== EXERCISE DATA ==
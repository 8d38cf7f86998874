//! Data model shared between the device manager and the plugins
//!
//! Provides:
//! - `DeviceMeta`: the lookup key the registry resolves plugins against
//! - `ConfigDelta` / `ConfigOp`: ordered configuration change sets
//! - `CommitResult` and `DeviceFacts`

use chrono::{DateTime, Utc};
use dcman_common::{DcmanError, DeviceRole};
use serde::{Deserialize, Serialize};
use uuid::Uuid;

/// Identity of a managed device, as reported by inventory
#[derive(Debug, Clone, PartialEq, Eq, Serialize, Deserialize)]
pub struct DeviceMeta {
    /// Device name, unique across the manager
    pub name: String,
    /// Vendor string, compared case-insensitively
    pub vendor: String,
    /// Product/model string, e.g. "mx480" or "qfx5100-48s"
    pub product: String,
    /// OS version, when inventory knows it
    pub os_version: Option<String>,
    /// Fabric role of the device
    pub role: DeviceRole,
    /// Management address used by the transport
    pub management_ip: String,
}

impl DeviceMeta {
    pub fn new(
        name: impl Into<String>,
        vendor: impl Into<String>,
        product: impl Into<String>,
        role: DeviceRole,
    ) -> Self {
        Self {
            name: name.into(),
            vendor: vendor.into(),
            product: product.into(),
            os_version: None,
            role,
            management_ip: String::new(),
        }
    }

    pub fn with_os_version(mut self, version: impl Into<String>) -> Self {
        self.os_version = Some(version.into());
        self
    }

    pub fn with_management_ip(mut self, ip: impl Into<String>) -> Self {
        self.management_ip = ip.into();
        self
    }

    /// Whether two metas resolve to the same registry claim.
    ///
    /// The manager rebinds a device's plugin when this changes, not on
    /// every inventory refresh.
    pub fn same_claim(&self, other: &DeviceMeta) -> bool {
        dcman_common::normalize_vendor(&self.vendor)
            == dcman_common::normalize_vendor(&other.vendor)
            && dcman_common::normalize_product(&self.product)
                == dcman_common::normalize_product(&other.product)
            && self.role == other.role
    }
}

/// A single configuration operation at a hierarchical path
#[derive(Debug, Clone, PartialEq, Eq, Serialize, Deserialize)]
#[serde(tag = "op", rename_all = "lowercase")]
pub enum ConfigOp {
    /// Set a leaf value, e.g. `interfaces/irb/unit 5/family inet` -> address
    Set { path: Vec<String>, value: String },
    /// Delete a subtree
    Delete { path: Vec<String> },
}

impl ConfigOp {
    pub fn path(&self) -> &[String] {
        match self {
            ConfigOp::Set { path, .. } => path,
            ConfigOp::Delete { path } => path,
        }
    }
}

/// Ordered set of configuration operations for one push
#[derive(Debug, Clone, Default, PartialEq, Eq, Serialize, Deserialize)]
pub struct ConfigDelta {
    pub ops: Vec<ConfigOp>,
}

impl ConfigDelta {
    pub fn new() -> Self {
        Self::default()
    }

    pub fn set(mut self, path: &[&str], value: impl Into<String>) -> Self {
        self.ops.push(ConfigOp::Set {
            path: path.iter().map(|s| (*s).to_string()).collect(),
            value: value.into(),
        });
        self
    }

    pub fn delete(mut self, path: &[&str]) -> Self {
        self.ops.push(ConfigOp::Delete {
            path: path.iter().map(|s| (*s).to_string()).collect(),
        });
        self
    }

    pub fn is_empty(&self) -> bool {
        self.ops.is_empty()
    }

    pub fn len(&self) -> usize {
        self.ops.len()
    }

    /// Reject malformed operations before they reach a device.
    ///
    /// Deltas arrive over deserialization boundaries too, so plugins call
    /// this at the top of every push rather than trusting the builder.
    pub fn validate(&self) -> Result<(), DcmanError> {
        for op in &self.ops {
            if op.path().is_empty() {
                return Err(DcmanError::IllegalArgument(
                    "config operation with empty path".to_string(),
                ));
            }
        }
        Ok(())
    }
}

/// Outcome of a committed configuration push
#[derive(Debug, Clone, Serialize, Deserialize)]
pub struct CommitResult {
    pub commit_id: Uuid,
    pub committed_at: DateTime<Utc>,
    /// Attempts taken, including the successful one
    pub attempts: u32,
    /// Non-fatal device warnings collected during commit
    pub warnings: Vec<String>,
}

impl CommitResult {
    pub fn new(attempts: u32) -> Self {
        Self {
            commit_id: Uuid::new_v4(),
            committed_at: Utc::now(),
            attempts,
            warnings: Vec::new(),
        }
    }

    pub fn with_warning(mut self, warning: impl Into<String>) -> Self {
        self.warnings.push(warning.into());
        self
    }
}

/// Identity facts collected from a device
#[derive(Debug, Clone, Default, PartialEq, Eq, Serialize, Deserialize)]
pub struct DeviceFacts {
    pub hostname: String,
    pub model: String,
    pub os_version: String,
    pub serial_number: Option<String>,
}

== TASK DESCRIPTION ==
Check every line of the entries above, and copy those that carry the string "serde".

== RESPONSE ==
use serde::{Deserialize, Serialize};
#[serde(tag = "op", rename_all = "lowercase")]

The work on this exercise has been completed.